**What you will do:**
Using the records below, output the stretch that opens with the line containing "return Ok(());" and closes with the line containing "let created = report(service.create(&namespace).await)?;", exactly and including both lines, with nothing more.

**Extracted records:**
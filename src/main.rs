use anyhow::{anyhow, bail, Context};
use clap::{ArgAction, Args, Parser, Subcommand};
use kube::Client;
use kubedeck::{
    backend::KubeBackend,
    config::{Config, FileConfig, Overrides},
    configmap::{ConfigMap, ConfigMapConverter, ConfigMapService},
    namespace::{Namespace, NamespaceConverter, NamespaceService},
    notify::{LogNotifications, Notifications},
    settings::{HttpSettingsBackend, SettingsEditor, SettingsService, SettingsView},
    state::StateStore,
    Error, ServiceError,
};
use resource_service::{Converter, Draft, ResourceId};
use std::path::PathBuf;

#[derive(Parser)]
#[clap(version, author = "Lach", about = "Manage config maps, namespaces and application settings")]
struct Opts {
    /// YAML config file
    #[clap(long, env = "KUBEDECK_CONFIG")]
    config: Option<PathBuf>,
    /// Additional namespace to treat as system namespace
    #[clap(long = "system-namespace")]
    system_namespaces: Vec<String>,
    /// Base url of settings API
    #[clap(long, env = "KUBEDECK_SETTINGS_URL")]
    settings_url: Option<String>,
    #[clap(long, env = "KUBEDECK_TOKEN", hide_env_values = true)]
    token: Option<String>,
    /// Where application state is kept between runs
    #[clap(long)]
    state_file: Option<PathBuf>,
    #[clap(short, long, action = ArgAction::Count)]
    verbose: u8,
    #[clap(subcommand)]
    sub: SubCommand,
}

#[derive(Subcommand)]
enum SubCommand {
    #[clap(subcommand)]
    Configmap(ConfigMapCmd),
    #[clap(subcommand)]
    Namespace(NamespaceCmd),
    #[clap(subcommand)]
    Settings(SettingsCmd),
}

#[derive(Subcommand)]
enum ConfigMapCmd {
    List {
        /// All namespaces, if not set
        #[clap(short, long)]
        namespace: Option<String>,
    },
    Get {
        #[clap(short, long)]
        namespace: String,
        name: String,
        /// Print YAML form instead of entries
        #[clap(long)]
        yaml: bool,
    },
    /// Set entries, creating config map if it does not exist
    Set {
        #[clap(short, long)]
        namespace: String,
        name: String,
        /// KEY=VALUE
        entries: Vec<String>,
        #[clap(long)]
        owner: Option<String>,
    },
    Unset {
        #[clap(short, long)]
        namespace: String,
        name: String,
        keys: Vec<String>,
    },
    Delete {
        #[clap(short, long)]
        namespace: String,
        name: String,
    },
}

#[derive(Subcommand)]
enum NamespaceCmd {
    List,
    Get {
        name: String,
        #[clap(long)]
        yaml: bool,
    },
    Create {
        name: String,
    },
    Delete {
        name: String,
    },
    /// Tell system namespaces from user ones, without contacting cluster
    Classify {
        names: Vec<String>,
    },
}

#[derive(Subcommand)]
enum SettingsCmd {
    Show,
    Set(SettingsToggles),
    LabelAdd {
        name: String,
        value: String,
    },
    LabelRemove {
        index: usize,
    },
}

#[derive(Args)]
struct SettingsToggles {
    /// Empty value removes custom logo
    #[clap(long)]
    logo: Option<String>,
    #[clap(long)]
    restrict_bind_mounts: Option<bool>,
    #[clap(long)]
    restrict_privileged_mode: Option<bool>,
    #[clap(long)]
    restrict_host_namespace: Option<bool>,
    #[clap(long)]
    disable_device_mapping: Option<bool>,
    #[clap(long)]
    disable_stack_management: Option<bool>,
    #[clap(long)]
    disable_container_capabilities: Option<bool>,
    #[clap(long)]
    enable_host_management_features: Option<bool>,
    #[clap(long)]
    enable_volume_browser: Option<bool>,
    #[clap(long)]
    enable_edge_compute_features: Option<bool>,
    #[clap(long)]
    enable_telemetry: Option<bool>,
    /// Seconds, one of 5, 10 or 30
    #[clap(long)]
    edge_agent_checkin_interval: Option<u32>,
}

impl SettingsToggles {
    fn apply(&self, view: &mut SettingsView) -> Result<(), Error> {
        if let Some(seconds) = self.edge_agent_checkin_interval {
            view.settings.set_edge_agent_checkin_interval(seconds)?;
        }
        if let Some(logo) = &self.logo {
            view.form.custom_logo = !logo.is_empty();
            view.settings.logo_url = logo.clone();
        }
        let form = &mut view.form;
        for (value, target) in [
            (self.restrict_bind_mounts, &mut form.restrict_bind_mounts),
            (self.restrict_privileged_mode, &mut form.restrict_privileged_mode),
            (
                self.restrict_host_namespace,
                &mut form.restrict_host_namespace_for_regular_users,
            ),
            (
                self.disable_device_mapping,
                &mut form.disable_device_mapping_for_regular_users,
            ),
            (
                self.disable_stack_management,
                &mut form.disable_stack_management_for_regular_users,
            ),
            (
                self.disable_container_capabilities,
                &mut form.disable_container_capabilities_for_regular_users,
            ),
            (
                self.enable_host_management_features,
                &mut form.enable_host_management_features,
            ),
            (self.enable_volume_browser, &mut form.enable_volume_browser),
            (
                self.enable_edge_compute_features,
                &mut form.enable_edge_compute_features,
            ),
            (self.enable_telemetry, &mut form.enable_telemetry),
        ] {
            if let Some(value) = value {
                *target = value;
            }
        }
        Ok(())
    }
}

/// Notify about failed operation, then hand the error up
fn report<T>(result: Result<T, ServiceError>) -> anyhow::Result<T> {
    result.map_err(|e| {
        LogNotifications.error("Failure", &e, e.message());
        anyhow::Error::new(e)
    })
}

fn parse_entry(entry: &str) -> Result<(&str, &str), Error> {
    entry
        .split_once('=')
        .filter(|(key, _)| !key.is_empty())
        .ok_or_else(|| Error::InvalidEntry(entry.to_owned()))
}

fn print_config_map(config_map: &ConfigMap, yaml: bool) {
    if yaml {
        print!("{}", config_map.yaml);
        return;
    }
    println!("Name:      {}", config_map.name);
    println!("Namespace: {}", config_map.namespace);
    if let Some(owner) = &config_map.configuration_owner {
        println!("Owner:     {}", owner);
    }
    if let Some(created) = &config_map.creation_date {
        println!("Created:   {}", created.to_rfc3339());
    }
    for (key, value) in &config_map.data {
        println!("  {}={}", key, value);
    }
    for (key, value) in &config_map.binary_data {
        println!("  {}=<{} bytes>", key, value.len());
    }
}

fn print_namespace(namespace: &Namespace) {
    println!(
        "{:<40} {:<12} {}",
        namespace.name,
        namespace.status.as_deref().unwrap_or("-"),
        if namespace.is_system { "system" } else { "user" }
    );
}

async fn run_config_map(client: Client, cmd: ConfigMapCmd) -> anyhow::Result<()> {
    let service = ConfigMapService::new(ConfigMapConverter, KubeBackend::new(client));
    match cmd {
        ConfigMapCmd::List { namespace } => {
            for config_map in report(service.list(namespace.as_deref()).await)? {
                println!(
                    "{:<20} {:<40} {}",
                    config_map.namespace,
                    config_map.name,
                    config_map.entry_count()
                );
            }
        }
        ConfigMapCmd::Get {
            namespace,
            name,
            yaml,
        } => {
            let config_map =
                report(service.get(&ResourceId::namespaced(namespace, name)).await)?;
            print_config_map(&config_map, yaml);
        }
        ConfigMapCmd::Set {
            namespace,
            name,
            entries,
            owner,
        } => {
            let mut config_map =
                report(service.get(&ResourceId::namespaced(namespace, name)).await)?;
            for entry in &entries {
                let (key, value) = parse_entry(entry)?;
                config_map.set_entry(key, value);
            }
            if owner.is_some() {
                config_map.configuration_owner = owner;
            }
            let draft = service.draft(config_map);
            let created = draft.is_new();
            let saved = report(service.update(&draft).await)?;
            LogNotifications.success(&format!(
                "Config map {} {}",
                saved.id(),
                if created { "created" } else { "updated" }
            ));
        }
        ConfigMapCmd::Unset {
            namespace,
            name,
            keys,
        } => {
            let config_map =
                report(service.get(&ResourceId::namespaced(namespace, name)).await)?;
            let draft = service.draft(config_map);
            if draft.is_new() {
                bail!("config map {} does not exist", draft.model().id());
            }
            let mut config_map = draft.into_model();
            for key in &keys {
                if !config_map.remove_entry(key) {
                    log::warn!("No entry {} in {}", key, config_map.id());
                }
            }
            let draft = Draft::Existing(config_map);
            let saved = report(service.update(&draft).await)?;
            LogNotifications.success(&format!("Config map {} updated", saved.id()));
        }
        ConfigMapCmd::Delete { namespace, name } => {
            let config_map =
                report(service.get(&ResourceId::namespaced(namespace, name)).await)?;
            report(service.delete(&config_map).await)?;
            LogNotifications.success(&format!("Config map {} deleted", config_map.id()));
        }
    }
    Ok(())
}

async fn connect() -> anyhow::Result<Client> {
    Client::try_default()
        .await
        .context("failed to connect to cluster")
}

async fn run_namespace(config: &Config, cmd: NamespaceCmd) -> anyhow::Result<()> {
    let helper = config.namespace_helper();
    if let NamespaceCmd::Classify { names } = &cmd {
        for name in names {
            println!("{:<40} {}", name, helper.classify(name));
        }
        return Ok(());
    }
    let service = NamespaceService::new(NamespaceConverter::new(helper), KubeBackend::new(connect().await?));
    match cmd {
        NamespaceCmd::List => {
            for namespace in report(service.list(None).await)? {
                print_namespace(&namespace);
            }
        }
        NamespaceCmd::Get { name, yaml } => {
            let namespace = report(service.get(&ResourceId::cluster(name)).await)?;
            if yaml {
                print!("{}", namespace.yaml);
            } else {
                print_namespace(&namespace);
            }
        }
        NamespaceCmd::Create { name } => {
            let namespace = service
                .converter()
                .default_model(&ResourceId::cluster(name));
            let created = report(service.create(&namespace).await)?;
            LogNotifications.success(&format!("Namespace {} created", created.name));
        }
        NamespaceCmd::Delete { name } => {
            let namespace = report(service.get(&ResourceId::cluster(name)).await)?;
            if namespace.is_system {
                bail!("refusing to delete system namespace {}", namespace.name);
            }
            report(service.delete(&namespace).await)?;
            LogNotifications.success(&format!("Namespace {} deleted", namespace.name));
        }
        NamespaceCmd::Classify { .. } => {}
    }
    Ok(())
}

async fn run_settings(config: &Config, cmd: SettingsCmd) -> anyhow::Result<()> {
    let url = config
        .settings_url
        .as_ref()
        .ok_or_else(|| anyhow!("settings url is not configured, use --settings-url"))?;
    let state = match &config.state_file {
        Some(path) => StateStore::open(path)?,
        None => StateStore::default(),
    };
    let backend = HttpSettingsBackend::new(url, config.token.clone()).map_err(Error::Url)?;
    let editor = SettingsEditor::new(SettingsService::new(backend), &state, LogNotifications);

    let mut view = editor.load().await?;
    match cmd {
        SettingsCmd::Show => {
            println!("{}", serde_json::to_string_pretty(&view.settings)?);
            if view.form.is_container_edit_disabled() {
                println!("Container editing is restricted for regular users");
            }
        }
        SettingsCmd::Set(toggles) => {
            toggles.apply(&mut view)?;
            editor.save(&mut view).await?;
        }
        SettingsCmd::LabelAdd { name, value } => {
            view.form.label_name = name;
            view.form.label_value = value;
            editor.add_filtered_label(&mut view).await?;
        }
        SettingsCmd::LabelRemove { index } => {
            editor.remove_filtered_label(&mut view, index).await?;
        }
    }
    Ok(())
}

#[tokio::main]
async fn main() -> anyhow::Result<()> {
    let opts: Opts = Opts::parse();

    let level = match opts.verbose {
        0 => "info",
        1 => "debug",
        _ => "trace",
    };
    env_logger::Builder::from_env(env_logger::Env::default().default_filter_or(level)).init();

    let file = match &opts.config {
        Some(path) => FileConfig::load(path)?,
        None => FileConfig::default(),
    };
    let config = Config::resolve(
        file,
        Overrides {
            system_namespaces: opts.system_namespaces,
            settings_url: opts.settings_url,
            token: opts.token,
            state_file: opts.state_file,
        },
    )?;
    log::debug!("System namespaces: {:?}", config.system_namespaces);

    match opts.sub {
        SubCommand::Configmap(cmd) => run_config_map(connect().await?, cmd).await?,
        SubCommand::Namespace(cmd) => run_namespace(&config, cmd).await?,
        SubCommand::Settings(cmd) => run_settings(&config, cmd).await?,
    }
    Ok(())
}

**Exercise answer:**
        return Ok(());
    }
    let service = NamespaceService::new(NamespaceConverter::new(helper), KubeBackend::new(connect().await?));
    match cmd {
        NamespaceCmd::List => {
            for namespace in report(service.list(None).await)? {
                print_namespace(&namespace);
            }
        }
        NamespaceCmd::Get { name, yaml } => {
            let namespace = report(service.get(&ResourceId::cluster(name)).await)?;
            if yaml {
                print!("{}", namespace.yaml);
            } else {
                print_namespace(&namespace);
            }
        }
        NamespaceCmd::Create { name } => {
            let namespace = service
                .converter()
                .default_model(&ResourceId::cluster(name));
            let created = report(service.create(&namespace).await)?;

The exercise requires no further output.